La cuisson peut entraîner la fuite ou la destruction des nutriments. Mais tous ces composés ne se « volatilisent » pas. Ils se transforment en composés antinutritionnels voire toxiques pour notre organisme. Ces composés sont présents dans les produits que nous achetons, leur formation se produisant lors des process industriels par l’application de températures supérieures à 200 °C (céréales, biscuits, café). De la même manière, lorsque nous cuisinons à la maison, nous fabriquons également ces composés, les températures de cuisson pouvant atteindre 250 °C à 300 °C.
La réaction de Maillard
D’une façon générale, ces composés se forment lors d’une élévation de la température à la surface de l’aliment dans un contexte permettant l’évaporation de l’eau : cuisson au four, à la poêle, au barbecue, en friture. Les aliments grillés développent un brunissement caractéristique dû à la formation de molécules aromatiques : c’est la réaction de Maillard qui correspond initialement à la réaction entre un sucre (fonction carbonyle) sur un acide aminé (constituant des protéines). Désormais, le concept de la réaction est élargi et on considère que la réaction entre les produits de dégradation oxydative de la vitamine C ou des lipides insaturés avec une protéine fait partie de la réaction de Maillard.
Des arômes oui mais...
La réaction permet la formation d’arômes très recherchés par les cuisiniers mais l’exposition des aliments à des températures aussi élevées entraîne également la dégradation de nombreux nutriments comme les vitamines, les acides aminés, les sucres, les acides gras essentiels, etc. Les produits de dégradation réagissent alors entre eux et génèrent de nombreux composés appelés AGE (Advanced Glycated End Products) dont certains posent des problèmes de sécurité alimentaire du fait de leur cancérogénicité ou de leur activité biologique pro-oxydante et inflammatoire. Les AGE que nous ingérons sont absorbés par notre organisme et sont notamment responsables d’une accélération du vieillissement et d’une augmentation du risque de maladies chroniques comme le diabète. Il est désormais évident que la façon dont nous préparons nos aliments est en totale corrélation avec la formation de ces composés. Ainsi, frire, griller ou rôtir les aliments sont des modes de cuisson particulièrement générateurs de produits avancés de Maillard.
À noter toutefois : notre corps fabrique lui-même des AGE lorsque les conditions sont favorables : sucre sanguin, pH, température. C’est la réaction entre le sucre et les protéines, les lipides et l’ADN qui est responsable de la formation de ces composés. Chez des malades diabétiques ou insuffisants rénaux, le taux d’AGE sanguins est plus élevé soit en raison d’un taux de glucose plus important, soit en raison d’une mauvaise élimination notamment dans le cas d’une insuffisance rénale.
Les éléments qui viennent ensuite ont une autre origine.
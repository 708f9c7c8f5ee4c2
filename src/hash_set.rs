use core::fmt::Debug;
use core::hash::BuildHasher;
use core::hash::Hash;

use crate::error::KeyNotFound;
use crate::hash_table;
use crate::hash_table::Entry as TableEntry;
use crate::hash_table::HashTable;
pub use crate::hash_table::Drain;
pub use crate::hash_table::IntoIter;
pub use crate::hash_table::Iter;
use crate::hashing::DefaultHashBuilder;
use crate::hashing::Equivalent;
use crate::hashing::HashWidth;
use crate::hashing::make_hash;

/// A hash set backed by the Robin Hood [`HashTable`].
///
/// `HashSet<T, H, S>` has the same layout as [`HashMap`](crate::HashMap)
/// without the value column: each slot holds a value, its cached hash of
/// width `H`, and its probe distance.
///
/// # Examples
///
/// ```rust
/// use hood_hash::HashSet;
///
/// let mut set: HashSet<String> = HashSet::new();
/// assert!(set.insert("apple".to_string()));
/// assert!(!set.insert("apple".to_string()));
/// assert!(set.contains("apple"));
/// assert!(set.remove("apple"));
/// assert!(set.is_empty());
/// ```
#[derive(Clone)]
pub struct HashSet<T, H: HashWidth = u32, S = DefaultHashBuilder<H>> {
    table: HashTable<T, H>,
    hash_builder: S,
}

impl<T, H, S> PartialEq for HashSet<T, H, S>
where
    T: Hash + Eq,
    H: HashWidth,
    S: BuildHasher,
{
    fn eq(&self, other: &Self) -> bool {
        if self.len() != other.len() {
            return false;
        }
        self.iter().all(|v| other.contains(v))
    }
}

impl<T, H, S> Eq for HashSet<T, H, S>
where
    T: Hash + Eq,
    H: HashWidth,
    S: BuildHasher,
{
}

impl<T, H, S> Debug for HashSet<T, H, S>
where
    T: Debug,
    H: HashWidth,
{
    fn fmt(&self, f: &mut core::fmt::Formatter<'_>) -> core::fmt::Result {
        f.debug_set().entries(self.iter()).finish()
    }
}

impl<T> HashSet<T> {
    /// Creates an empty set with the default 32-bit hasher and 32 slots.
    ///
    /// # Examples
    ///
    /// ```rust
    /// use hood_hash::HashSet;
    ///
    /// let set: HashSet<i32> = HashSet::new();
    /// assert!(set.is_empty());
    /// assert_eq!(set.capacity(), 32);
    /// ```
    pub fn new() -> Self {
        Self::with_hasher(DefaultHashBuilder::default())
    }

    /// Creates an empty set with at least `capacity` slots, rounded up to a
    /// power of two.
    ///
    /// # Examples
    ///
    /// ```rust
    /// use hood_hash::HashSet;
    ///
    /// let set: HashSet<i32> = HashSet::with_capacity(100);
    /// assert_eq!(set.capacity(), 128);
    /// ```
    pub fn with_capacity(capacity: usize) -> Self {
        Self::with_capacity_and_hasher(capacity, DefaultHashBuilder::default())
    }
}

impl<T, H, S> Default for HashSet<T, H, S>
where
    H: HashWidth,
    S: Default,
{
    fn default() -> Self {
        Self::with_hasher(S::default())
    }
}

impl<T, H, S> HashSet<T, H, S>
where
    H: HashWidth,
{
    /// Creates an empty set that hashes values with `hash_builder`.
    ///
    /// # Examples
    ///
    /// ```rust
    /// use hood_hash::HashSet;
    ///
    /// use hood_hash::hashing::FnvBuildHasher;
    ///
    /// let mut set: HashSet<&str, u32, FnvBuildHasher<u32>> = HashSet::with_hasher(FnvBuildHasher::default());
    /// set.insert("fnv");
    /// assert!(set.contains("fnv"));
    /// ```
    pub fn with_hasher(hash_builder: S) -> Self {
        Self {
            table: HashTable::new(),
            hash_builder,
        }
    }

    /// Creates an empty set with at least `capacity` slots that hashes values
    /// with `hash_builder`.
    pub fn with_capacity_and_hasher(capacity: usize, hash_builder: S) -> Self {
        Self {
            table: HashTable::with_capacity(capacity),
            hash_builder,
        }
    }

    /// Returns the set's hasher builder.
    pub fn hasher(&self) -> &S {
        &self.hash_builder
    }

    /// Returns the number of values in the set.
    pub fn len(&self) -> usize {
        self.table.len()
    }

    /// Returns `true` if the set contains no values.
    pub fn is_empty(&self) -> bool {
        self.table.is_empty()
    }

    /// Returns the number of slots in the set. Always a power of two.
    pub fn capacity(&self) -> usize {
        self.table.capacity()
    }

    /// Removes all values, keeping the allocated slots.
    ///
    /// # Examples
    ///
    /// ```rust
    /// use hood_hash::HashSet;
    ///
    /// let mut set: HashSet<i32> = (0..50).collect();
    /// let capacity = set.capacity();
    /// set.clear();
    /// assert!(set.is_empty());
    /// assert_eq!(set.capacity(), capacity);
    /// ```
    pub fn clear(&mut self) {
        self.table.clear();
    }

    /// Grows the set to at least `min_capacity` slots.
    ///
    /// # Examples
    ///
    /// ```rust
    /// use hood_hash::HashSet;
    ///
    /// let mut set: HashSet<i32> = HashSet::new();
    /// set.reserve(1000);
    /// assert_eq!(set.capacity(), 1024);
    /// ```
    pub fn reserve(&mut self, min_capacity: usize) {
        self.table.reserve(min_capacity);
    }

    /// Swaps the contents of two sets.
    pub fn swap(&mut self, other: &mut Self) {
        core::mem::swap(self, other);
    }

    /// Keeps only the values for which `keep` returns `true`.
    ///
    /// # Examples
    ///
    /// ```rust
    /// use hood_hash::HashSet;
    ///
    /// let mut set: HashSet<i32> = (0..10).collect();
    /// set.retain(|&x| x % 3 == 0);
    /// assert_eq!(set.len(), 4);
    /// assert!(set.contains(&9));
    /// ```
    pub fn retain(&mut self, mut keep: impl FnMut(&T) -> bool) {
        self.table.retain(|value| keep(value));
    }

    /// Returns a cursor over every value that can erase values by position.
    ///
    /// # Examples
    ///
    /// ```rust
    /// use hood_hash::HashSet;
    ///
    /// let mut set: HashSet<i32> = (0..6).collect();
    /// let mut cursor = set.cursor_mut();
    /// while let Some(&value) = cursor.current() {
    ///     if value % 2 == 1 {
    ///         cursor.remove_current();
    ///     } else {
    ///         cursor.move_next();
    ///     }
    /// }
    /// assert_eq!(set.len(), 3);
    /// ```
    pub fn cursor_mut(&mut self) -> CursorMut<'_, T, H> {
        CursorMut {
            inner: self.table.cursor_mut(),
        }
    }

    /// Returns an iterator over the values, in slot order.
    ///
    /// # Examples
    ///
    /// ```rust
    /// use hood_hash::HashSet;
    ///
    /// let set: HashSet<i32> = HashSet::from([1, 2, 3]);
    /// assert_eq!(set.iter().sum::<i32>(), 6);
    /// ```
    pub fn iter(&self) -> Iter<'_, T, H> {
        self.table.iter()
    }

    /// Removes all values, returning them as an iterator. The set keeps its
    /// capacity.
    ///
    /// # Examples
    ///
    /// ```rust
    /// use hood_hash::HashSet;
    ///
    /// let mut set: HashSet<i32> = HashSet::from([1, 2, 3]);
    /// let mut drained: Vec<i32> = set.drain().collect();
    /// drained.sort();
    /// assert_eq!(drained, [1, 2, 3]);
    /// assert!(set.is_empty());
    /// ```
    pub fn drain(&mut self) -> Drain<'_, T, H> {
        self.table.drain()
    }

    /// Probe-distance histogram of the underlying table.
    #[cfg(any(test, feature = "stats"))]
    pub fn probe_histogram(&self) -> crate::hash_table::ProbeHistogram {
        self.table.probe_histogram()
    }

    /// Utilization statistics of the underlying table.
    #[cfg(any(test, feature = "stats"))]
    pub fn debug_stats(&self) -> crate::hash_table::DebugStats {
        self.table.debug_stats()
    }
}

impl<T, H, S> HashSet<T, H, S>
where
    T: Hash + Eq,
    H: HashWidth,
    S: BuildHasher,
{
    /// Adds `value` to the set. Returns `true` if it was not already present.
    ///
    /// # Examples
    ///
    /// ```rust
    /// use hood_hash::HashSet;
    ///
    /// let mut set: HashSet<i32> = HashSet::new();
    /// assert!(set.insert(1));
    /// assert!(!set.insert(1));
    /// assert_eq!(set.len(), 1);
    /// ```
    pub fn insert(&mut self, value: T) -> bool {
        let hash = make_hash(&self.hash_builder, &value);
        match self.table.entry(hash, |v| *v == value) {
            TableEntry::Occupied(_) => false,
            TableEntry::Vacant(entry) => {
                entry.insert(value);
                true
            }
        }
    }

    /// Adds `value`, replacing and returning an equal value already present.
    ///
    /// # Examples
    ///
    /// ```rust
    /// use hood_hash::HashSet;
    ///
    /// let mut set: HashSet<String> = HashSet::new();
    /// assert_eq!(set.replace("a".to_string()), None);
    /// assert_eq!(set.replace("a".to_string()), Some("a".to_string()));
    /// assert_eq!(set.len(), 1);
    /// ```
    pub fn replace(&mut self, value: T) -> Option<T> {
        let hash = make_hash(&self.hash_builder, &value);
        match self.table.entry(hash, |v| *v == value) {
            TableEntry::Occupied(mut entry) => Some(core::mem::replace(entry.get_mut(), value)),
            TableEntry::Vacant(entry) => {
                entry.insert(value);
                None
            }
        }
    }

    /// Adds `value` if absent and returns the stored value, plus whether it
    /// was inserted.
    ///
    /// # Examples
    ///
    /// ```rust
    /// use hood_hash::HashSet;
    ///
    /// let mut set: HashSet<&str> = HashSet::new();
    /// assert_eq!(set.get_or_insert("a"), (&"a", true));
    /// assert_eq!(set.get_or_insert("a"), (&"a", false));
    /// ```
    pub fn get_or_insert(&mut self, value: T) -> (&T, bool) {
        let hash = make_hash(&self.hash_builder, &value);
        match self.table.entry(hash, |v| *v == value) {
            TableEntry::Occupied(entry) => (&*entry.into_mut(), false),
            TableEntry::Vacant(entry) => (&*entry.insert(value), true),
        }
    }

    /// Returns `true` if the set contains `value`.
    ///
    /// # Examples
    ///
    /// ```rust
    /// use hood_hash::HashSet;
    ///
    /// let set: HashSet<String> = HashSet::from(["x".to_string()]);
    /// assert!(set.contains("x"));
    /// assert!(!set.contains("y"));
    /// ```
    pub fn contains<Q>(&self, value: &Q) -> bool
    where
        Q: ?Sized + Hash + Equivalent<T>,
    {
        self.get(value).is_some()
    }

    /// Returns the stored value equal to `value`.
    ///
    /// # Examples
    ///
    /// ```rust
    /// use hood_hash::HashSet;
    ///
    /// let set: HashSet<String> = HashSet::from(["x".to_string()]);
    /// assert_eq!(set.get("x").map(String::as_str), Some("x"));
    /// assert_eq!(set.get("y"), None);
    /// ```
    pub fn get<Q>(&self, value: &Q) -> Option<&T>
    where
        Q: ?Sized + Hash + Equivalent<T>,
    {
        let hash = make_hash(&self.hash_builder, value);
        self.table.find(hash, |v| value.equivalent(v))
    }

    /// Returns the stored value equal to `value`, or [`KeyNotFound`].
    ///
    /// # Examples
    ///
    /// ```rust
    /// use hood_hash::HashSet;
    ///
    /// use hood_hash::KeyNotFound;
    ///
    /// let set: HashSet<i32> = HashSet::from([7]);
    /// assert_eq!(set.at(&7), Ok(&7));
    /// assert_eq!(set.at(&8), Err(KeyNotFound));
    /// ```
    pub fn at<Q>(&self, value: &Q) -> Result<&T, KeyNotFound>
    where
        Q: ?Sized + Hash + Equivalent<T>,
    {
        self.get(value).ok_or(KeyNotFound)
    }

    /// Removes `value`. Returns `true` if it was present.
    ///
    /// # Examples
    ///
    /// ```rust
    /// use hood_hash::HashSet;
    ///
    /// let mut set: HashSet<i32> = HashSet::from([1, 2]);
    /// assert!(set.remove(&1));
    /// assert!(!set.remove(&1));
    /// assert_eq!(set.len(), 1);
    /// ```
    pub fn remove<Q>(&mut self, value: &Q) -> bool
    where
        Q: ?Sized + Hash + Equivalent<T>,
    {
        self.take(value).is_some()
    }

    /// Removes and returns the stored value equal to `value`.
    ///
    /// # Examples
    ///
    /// ```rust
    /// use hood_hash::HashSet;
    ///
    /// let mut set: HashSet<String> = HashSet::from(["x".to_string()]);
    /// assert_eq!(set.take("x"), Some("x".to_string()));
    /// assert_eq!(set.take("x"), None);
    /// ```
    pub fn take<Q>(&mut self, value: &Q) -> Option<T>
    where
        Q: ?Sized + Hash + Equivalent<T>,
    {
        let hash = make_hash(&self.hash_builder, value);
        self.table.remove(hash, |v| value.equivalent(v))
    }

    /// Returns a cursor positioned at `value`, walking toward the end of the
    /// slot array.
    ///
    /// # Examples
    ///
    /// ```rust
    /// use hood_hash::HashSet;
    ///
    /// let mut set: HashSet<i32> = (0..10).collect();
    /// let mut cursor = set.cursor_mut_at(&4).unwrap();
    /// assert_eq!(cursor.remove_current(), Some(4));
    /// assert!(!set.contains(&4));
    /// assert!(set.cursor_mut_at(&42).is_none());
    /// ```
    pub fn cursor_mut_at<Q>(&mut self, value: &Q) -> Option<CursorMut<'_, T, H>>
    where
        Q: ?Sized + Hash + Equivalent<T>,
    {
        let hash = make_hash(&self.hash_builder, value);
        let inner = self.table.cursor_mut_at(hash, |v| value.equivalent(v))?;
        Some(CursorMut { inner })
    }
}

impl<T, H, S> FromIterator<T> for HashSet<T, H, S>
where
    T: Hash + Eq,
    H: HashWidth,
    S: BuildHasher + Default,
{
    fn from_iter<I: IntoIterator<Item = T>>(iter: I) -> Self {
        let mut set = Self::with_hasher(S::default());
        set.extend(iter);
        set
    }
}

impl<T, H, S> Extend<T> for HashSet<T, H, S>
where
    T: Hash + Eq,
    H: HashWidth,
    S: BuildHasher,
{
    fn extend<I: IntoIterator<Item = T>>(&mut self, iter: I) {
        let iter = iter.into_iter();
        // A lower bound too large to turn into a slot count is ignored; the
        // table still grows as elements arrive.
        let expected = self.len().saturating_add(iter.size_hint().0);
        if let Some(slots) = expected.checked_mul(4) {
            self.reserve(slots / 3 + 1);
        }
        for value in iter {
            self.insert(value);
        }
    }
}

impl<T, H, S, const N: usize> From<[T; N]> for HashSet<T, H, S>
where
    T: Hash + Eq,
    H: HashWidth,
    S: BuildHasher + Default,
{
    fn from(values: [T; N]) -> Self {
        Self::from_iter(values)
    }
}

impl<T, H: HashWidth, S> IntoIterator for HashSet<T, H, S> {
    type Item = T;
    type IntoIter = IntoIter<T, H>;

    fn into_iter(self) -> Self::IntoIter {
        self.table.into_iter()
    }
}

impl<'a, T, H: HashWidth, S> IntoIterator for &'a HashSet<T, H, S> {
    type Item = &'a T;
    type IntoIter = Iter<'a, T, H>;

    fn into_iter(self) -> Self::IntoIter {
        self.iter()
    }
}

/// A cursor over a [`HashSet`] that can erase the value it points at.
pub struct CursorMut<'a, T, H: HashWidth> {
    inner: hash_table::CursorMut<'a, T, H>,
}

impl<T, H: HashWidth> CursorMut<'_, T, H> {
    /// The value under the cursor.
    pub fn current(&self) -> Option<&T> {
        self.inner.current()
    }

    /// Advances to the next value.
    pub fn move_next(&mut self) {
        self.inner.move_next();
    }

    /// Removes the value under the cursor and moves to the next one.
    pub fn remove_current(&mut self) -> Option<T> {
        self.inner.remove_current()
    }

    /// Removes up to `n` values from the cursor on.
    pub fn remove_n(&mut self, n: usize) -> usize {
        self.inner.remove_n(n)
    }

    /// Removes every value from the cursor to its end.
    pub fn remove_rest(&mut self) -> usize {
        self.inner.remove_rest()
    }
}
Les AGE déclenchent alors des réactions génératrices de radicaux libres et d’inflammations qui accélèrent le développement de nombreuses pathologies comme l’athérosclérose, l’arthrose, les neurodégénérescences…
Les produits de Maillard que nous ingérons vont rejoindre les AGE fabriqués par notre corps et favorisent la mise en place des processus dégénératifs. Or, nos changements d’habitudes alimentaires ainsi que la consommation d’aliments transformés à bas prix ont conduit à une augmentation de la consommation d’aliments riches en produits de Maillard.
Objectif : moins d'AGE
Si nous ne pouvons pas vraiment agir sur la formation d’AGE in vivo, nous pouvons limiter la quantité d’AGE formés lors des cuissons ménagères afin que notre alimentation ne devienne pas une source de contamination importante en AGE. En effet, nous savons que la formation de ces composés dépend de la température et de la durée de la cuisson ainsi que de la teneur en eau du milieu. Pour certaines personnes, notamment les insuffisants rénaux, diminuer la quantité d’AGE ingérés via l’alimentation revêt une importance toute particulière quand on sait que les AGE seraient responsables de maladies cardiovasculaires au sein de cette population.
L’hypothèse selon laquelle ces composés pourraient être à l’origine d’un certain nombre de maladies et notamment de certains cancers a conduit de nombreuses équipes de scientifiques à s’intéresser de plus près à ces molécules.